● **Directions for this task**: Print the data below exactly, but only the lines from the one containing "currently scheduled batch has been flushed." down to the one containing "pub fn flush_deferred(&self)", inclusive.

● **Data for the task**:
----
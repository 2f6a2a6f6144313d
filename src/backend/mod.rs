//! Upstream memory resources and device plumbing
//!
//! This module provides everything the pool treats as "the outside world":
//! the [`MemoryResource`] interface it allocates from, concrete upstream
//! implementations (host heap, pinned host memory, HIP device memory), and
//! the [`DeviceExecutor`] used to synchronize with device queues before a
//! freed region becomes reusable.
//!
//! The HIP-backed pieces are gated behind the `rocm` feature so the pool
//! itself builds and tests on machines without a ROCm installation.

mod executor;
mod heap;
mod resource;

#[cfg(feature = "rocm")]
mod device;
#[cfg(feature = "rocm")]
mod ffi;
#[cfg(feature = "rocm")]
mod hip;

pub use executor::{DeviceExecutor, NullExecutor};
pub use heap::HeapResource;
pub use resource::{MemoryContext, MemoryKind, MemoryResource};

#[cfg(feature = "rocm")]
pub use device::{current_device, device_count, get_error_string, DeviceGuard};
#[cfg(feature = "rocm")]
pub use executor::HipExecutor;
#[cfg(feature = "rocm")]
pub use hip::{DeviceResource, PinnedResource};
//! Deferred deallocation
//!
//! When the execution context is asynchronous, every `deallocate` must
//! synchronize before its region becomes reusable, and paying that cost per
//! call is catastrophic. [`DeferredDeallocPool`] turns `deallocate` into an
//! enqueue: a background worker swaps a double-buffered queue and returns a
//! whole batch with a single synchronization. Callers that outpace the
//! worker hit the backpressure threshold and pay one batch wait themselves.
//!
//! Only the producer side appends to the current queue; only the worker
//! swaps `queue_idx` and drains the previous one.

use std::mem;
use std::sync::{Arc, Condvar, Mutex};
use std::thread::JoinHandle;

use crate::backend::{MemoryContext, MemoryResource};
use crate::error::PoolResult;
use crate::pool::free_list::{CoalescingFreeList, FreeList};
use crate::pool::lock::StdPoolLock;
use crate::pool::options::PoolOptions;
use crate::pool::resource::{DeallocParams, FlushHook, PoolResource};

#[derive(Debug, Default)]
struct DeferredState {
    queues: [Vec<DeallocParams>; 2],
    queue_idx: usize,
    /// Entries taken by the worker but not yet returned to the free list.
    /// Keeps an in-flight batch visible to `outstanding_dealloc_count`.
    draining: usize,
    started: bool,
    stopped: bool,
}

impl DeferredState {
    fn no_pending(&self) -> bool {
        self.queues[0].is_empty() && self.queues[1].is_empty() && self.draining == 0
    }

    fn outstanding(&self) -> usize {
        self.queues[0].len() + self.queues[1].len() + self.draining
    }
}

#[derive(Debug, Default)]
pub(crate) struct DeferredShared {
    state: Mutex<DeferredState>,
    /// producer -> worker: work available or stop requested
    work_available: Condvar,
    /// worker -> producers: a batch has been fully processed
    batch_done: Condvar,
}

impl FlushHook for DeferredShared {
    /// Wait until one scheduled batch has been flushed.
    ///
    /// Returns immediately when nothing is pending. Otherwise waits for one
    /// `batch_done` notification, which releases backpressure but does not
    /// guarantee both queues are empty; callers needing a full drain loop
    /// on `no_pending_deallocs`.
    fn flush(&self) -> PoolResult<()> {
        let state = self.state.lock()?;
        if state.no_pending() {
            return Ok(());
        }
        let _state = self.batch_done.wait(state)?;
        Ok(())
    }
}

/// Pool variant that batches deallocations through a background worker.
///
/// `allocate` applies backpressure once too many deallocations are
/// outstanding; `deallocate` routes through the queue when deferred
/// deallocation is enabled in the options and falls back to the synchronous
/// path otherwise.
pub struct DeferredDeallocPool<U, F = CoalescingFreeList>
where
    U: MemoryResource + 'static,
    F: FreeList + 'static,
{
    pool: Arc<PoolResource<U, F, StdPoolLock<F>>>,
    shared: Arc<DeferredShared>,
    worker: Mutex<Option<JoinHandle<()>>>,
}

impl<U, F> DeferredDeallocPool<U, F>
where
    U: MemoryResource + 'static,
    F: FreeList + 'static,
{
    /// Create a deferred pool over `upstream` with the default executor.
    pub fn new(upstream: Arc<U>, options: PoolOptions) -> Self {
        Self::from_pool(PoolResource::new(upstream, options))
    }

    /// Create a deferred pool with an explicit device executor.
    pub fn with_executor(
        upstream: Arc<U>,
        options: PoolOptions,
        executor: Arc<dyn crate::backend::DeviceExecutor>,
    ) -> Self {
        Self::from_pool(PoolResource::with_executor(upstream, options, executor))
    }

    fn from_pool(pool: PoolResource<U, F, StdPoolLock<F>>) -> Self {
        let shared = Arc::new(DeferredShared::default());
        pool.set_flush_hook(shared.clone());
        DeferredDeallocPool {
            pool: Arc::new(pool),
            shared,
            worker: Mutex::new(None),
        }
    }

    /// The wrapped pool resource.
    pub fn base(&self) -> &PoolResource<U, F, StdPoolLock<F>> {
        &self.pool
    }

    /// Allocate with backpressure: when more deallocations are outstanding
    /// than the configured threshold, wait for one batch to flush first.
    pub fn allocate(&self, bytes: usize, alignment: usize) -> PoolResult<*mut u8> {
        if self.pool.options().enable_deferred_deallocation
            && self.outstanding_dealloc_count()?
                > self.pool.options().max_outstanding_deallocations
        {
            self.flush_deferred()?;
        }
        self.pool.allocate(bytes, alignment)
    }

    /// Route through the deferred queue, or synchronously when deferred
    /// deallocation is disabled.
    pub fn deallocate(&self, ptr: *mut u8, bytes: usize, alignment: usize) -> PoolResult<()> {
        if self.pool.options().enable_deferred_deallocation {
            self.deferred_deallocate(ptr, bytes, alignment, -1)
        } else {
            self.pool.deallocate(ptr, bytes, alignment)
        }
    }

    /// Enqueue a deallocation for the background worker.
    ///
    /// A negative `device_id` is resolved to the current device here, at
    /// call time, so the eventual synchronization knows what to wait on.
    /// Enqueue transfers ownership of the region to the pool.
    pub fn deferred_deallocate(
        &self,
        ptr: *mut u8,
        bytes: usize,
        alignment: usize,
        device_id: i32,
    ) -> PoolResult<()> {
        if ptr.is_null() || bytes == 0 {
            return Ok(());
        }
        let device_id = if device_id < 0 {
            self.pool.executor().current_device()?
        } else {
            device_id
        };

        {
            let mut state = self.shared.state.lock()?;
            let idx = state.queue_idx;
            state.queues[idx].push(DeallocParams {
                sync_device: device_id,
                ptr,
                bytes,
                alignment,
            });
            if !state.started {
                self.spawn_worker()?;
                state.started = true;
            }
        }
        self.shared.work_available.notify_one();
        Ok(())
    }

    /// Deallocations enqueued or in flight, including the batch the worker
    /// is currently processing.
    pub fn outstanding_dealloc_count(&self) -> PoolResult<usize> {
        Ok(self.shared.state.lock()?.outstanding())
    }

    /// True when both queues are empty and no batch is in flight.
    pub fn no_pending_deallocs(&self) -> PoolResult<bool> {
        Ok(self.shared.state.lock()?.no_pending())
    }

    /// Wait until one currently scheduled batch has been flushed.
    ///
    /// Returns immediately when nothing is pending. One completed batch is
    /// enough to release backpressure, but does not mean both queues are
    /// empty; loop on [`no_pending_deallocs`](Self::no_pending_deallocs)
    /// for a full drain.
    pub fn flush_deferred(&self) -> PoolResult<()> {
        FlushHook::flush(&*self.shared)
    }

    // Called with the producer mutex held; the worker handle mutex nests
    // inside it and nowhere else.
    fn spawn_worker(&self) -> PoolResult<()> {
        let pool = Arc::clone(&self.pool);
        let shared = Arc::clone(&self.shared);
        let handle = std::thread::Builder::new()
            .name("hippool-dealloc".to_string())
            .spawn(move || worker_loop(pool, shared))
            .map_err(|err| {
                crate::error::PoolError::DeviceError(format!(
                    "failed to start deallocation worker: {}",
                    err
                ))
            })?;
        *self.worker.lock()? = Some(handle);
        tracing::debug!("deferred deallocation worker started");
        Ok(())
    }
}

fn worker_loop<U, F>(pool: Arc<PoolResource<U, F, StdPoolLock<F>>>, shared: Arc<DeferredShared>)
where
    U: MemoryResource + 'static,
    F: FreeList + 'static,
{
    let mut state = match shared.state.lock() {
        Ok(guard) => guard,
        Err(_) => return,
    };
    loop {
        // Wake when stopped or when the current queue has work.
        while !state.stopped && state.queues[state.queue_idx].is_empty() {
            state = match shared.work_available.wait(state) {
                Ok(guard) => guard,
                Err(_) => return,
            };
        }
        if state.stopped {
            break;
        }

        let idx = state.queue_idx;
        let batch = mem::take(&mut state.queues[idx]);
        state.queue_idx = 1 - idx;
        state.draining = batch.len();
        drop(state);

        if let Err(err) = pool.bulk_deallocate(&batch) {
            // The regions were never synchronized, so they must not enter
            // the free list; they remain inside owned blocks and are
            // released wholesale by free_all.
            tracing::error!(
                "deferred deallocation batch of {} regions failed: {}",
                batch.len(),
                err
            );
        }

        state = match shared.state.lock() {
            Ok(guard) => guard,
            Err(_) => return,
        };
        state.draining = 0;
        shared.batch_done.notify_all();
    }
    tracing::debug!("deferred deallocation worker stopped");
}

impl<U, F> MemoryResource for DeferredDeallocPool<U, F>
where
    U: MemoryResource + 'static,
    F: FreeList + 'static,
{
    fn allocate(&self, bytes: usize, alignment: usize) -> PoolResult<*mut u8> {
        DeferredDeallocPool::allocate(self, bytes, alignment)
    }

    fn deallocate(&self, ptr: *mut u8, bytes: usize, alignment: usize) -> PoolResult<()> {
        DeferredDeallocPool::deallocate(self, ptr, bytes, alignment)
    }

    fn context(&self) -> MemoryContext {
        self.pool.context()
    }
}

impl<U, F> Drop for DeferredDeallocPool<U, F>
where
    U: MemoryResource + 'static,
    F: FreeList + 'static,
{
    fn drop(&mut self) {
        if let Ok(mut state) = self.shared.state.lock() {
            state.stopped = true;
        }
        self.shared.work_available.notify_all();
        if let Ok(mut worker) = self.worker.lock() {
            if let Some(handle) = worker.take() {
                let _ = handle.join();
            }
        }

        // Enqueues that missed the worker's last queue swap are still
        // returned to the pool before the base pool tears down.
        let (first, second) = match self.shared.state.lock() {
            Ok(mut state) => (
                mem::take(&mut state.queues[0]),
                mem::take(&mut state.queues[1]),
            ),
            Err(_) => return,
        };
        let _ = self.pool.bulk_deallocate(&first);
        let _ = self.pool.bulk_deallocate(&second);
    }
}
----
● **Problem solution**:
    /// Wait until one currently scheduled batch has been flushed.
    ///
    /// Returns immediately when nothing is pending. One completed batch is
    /// enough to release backpressure, but does not mean both queues are
    /// empty; loop on [`no_pending_deallocs`](Self::no_pending_deallocs)
    /// for a full drain.
    pub fn flush_deferred(&self) -> PoolResult<()> {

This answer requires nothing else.